▶ PROBLEM DESCRIPTION
Every line of the records that holds the word "display" should be copied out.

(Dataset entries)
● ● ● ● ● ● ●
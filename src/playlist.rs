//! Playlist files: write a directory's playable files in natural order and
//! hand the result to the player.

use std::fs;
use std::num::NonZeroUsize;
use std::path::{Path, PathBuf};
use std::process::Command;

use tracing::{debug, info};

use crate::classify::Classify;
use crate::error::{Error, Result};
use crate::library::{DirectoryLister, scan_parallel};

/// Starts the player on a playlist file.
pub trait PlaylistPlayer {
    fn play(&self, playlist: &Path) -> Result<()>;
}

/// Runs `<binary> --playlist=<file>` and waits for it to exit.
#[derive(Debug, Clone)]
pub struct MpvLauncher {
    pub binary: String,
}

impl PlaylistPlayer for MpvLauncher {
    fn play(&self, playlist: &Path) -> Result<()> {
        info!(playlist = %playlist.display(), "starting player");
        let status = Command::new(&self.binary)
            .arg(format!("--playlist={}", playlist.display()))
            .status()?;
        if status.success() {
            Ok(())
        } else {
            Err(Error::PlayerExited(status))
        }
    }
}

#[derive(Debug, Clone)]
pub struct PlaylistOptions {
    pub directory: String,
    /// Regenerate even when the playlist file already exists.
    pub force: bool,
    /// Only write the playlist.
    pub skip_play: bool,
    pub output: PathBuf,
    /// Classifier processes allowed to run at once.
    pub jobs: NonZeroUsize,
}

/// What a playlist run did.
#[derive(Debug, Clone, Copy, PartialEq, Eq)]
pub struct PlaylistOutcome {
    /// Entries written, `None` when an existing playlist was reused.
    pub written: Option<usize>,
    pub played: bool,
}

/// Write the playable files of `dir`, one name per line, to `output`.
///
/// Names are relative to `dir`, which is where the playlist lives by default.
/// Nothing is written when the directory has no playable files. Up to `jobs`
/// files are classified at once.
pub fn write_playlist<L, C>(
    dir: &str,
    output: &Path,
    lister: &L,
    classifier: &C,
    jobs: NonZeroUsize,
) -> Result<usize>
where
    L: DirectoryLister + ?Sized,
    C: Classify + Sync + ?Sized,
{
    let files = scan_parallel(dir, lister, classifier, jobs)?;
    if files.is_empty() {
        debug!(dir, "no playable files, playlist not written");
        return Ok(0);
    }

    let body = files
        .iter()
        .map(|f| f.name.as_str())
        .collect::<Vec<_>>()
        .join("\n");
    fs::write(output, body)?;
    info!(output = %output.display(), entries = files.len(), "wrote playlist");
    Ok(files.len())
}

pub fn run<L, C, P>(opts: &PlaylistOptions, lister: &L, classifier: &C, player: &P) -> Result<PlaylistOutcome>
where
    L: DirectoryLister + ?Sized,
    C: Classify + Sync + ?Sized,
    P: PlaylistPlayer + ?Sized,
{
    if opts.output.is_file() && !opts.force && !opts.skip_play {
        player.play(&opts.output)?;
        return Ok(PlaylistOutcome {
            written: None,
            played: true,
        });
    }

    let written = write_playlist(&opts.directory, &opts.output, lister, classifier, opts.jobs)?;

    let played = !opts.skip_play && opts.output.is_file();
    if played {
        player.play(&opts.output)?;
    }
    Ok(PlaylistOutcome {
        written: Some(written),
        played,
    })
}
● ● ● ● ● ● ●
▶ EXERCISE SOLUTION
        info!(playlist = %playlist.display(), "starting player");
            .arg(format!("--playlist={}", playlist.display()))
    info!(output = %output.display(), entries = files.len(), "wrote playlist");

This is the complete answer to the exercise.